[Stored data entries]
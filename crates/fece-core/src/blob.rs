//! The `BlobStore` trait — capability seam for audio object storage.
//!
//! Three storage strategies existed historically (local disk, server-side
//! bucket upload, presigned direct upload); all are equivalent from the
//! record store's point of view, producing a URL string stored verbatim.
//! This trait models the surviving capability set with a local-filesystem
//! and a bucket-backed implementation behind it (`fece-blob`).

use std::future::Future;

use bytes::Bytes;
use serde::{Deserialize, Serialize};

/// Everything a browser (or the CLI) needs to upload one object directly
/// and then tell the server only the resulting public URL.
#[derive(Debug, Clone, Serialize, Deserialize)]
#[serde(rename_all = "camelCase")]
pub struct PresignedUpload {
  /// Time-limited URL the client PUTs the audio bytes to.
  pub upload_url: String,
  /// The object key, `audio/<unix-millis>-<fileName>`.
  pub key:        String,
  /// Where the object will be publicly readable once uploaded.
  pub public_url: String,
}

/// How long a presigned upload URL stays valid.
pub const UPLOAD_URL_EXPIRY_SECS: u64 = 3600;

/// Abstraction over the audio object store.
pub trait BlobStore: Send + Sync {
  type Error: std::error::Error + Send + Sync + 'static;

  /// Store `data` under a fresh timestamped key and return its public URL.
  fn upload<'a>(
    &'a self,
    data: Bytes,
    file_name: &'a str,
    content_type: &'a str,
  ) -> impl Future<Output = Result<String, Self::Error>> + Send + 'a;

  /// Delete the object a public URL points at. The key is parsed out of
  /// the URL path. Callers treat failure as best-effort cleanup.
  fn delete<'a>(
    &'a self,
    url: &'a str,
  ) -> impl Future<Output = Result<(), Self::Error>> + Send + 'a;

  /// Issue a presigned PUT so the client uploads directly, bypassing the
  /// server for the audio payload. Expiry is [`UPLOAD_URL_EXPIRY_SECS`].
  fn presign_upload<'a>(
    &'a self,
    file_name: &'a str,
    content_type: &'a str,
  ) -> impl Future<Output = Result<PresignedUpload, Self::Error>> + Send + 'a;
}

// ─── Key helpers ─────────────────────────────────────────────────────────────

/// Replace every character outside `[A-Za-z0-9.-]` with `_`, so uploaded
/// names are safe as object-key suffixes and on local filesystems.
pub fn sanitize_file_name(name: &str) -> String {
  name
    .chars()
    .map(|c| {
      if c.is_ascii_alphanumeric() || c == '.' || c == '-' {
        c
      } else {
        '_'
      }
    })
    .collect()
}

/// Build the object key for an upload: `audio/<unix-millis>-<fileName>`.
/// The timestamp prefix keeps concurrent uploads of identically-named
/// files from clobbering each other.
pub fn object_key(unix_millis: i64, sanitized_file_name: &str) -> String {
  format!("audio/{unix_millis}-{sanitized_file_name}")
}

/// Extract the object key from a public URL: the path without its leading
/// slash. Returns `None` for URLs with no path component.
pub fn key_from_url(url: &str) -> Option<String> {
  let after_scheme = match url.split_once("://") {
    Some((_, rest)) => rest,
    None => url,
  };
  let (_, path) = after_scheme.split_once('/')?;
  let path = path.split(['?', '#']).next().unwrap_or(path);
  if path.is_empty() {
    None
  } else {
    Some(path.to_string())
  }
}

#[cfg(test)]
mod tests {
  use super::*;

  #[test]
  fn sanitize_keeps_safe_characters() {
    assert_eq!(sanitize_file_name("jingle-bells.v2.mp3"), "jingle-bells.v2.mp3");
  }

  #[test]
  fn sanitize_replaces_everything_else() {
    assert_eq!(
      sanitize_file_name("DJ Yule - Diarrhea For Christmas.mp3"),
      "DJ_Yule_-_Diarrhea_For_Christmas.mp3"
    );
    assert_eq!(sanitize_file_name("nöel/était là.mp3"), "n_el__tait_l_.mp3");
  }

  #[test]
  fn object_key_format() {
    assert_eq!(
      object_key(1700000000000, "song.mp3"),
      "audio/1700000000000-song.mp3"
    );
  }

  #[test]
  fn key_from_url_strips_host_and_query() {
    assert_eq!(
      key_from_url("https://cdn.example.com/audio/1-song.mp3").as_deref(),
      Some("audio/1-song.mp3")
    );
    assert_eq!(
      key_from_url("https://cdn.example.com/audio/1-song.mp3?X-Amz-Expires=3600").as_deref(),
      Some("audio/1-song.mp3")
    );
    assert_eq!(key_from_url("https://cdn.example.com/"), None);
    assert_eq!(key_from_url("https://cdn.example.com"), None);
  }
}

▶ [PROBLEM TO WORK ON]: Print, without alteration, only the lines above between the one holding "Build the object" and the one holding "without its leading", inclusive.

▶ [COMPLETED EXERCISE]:
/// Build the object key for an upload: `audio/<unix-millis>-<fileName>`.
/// The timestamp prefix keeps concurrent uploads of identically-named
/// files from clobbering each other.
pub fn object_key(unix_millis: i64, sanitized_file_name: &str) -> String {
  format!("audio/{unix_millis}-{sanitized_file_name}")
}

/// Extract the object key from a public URL: the path without its leading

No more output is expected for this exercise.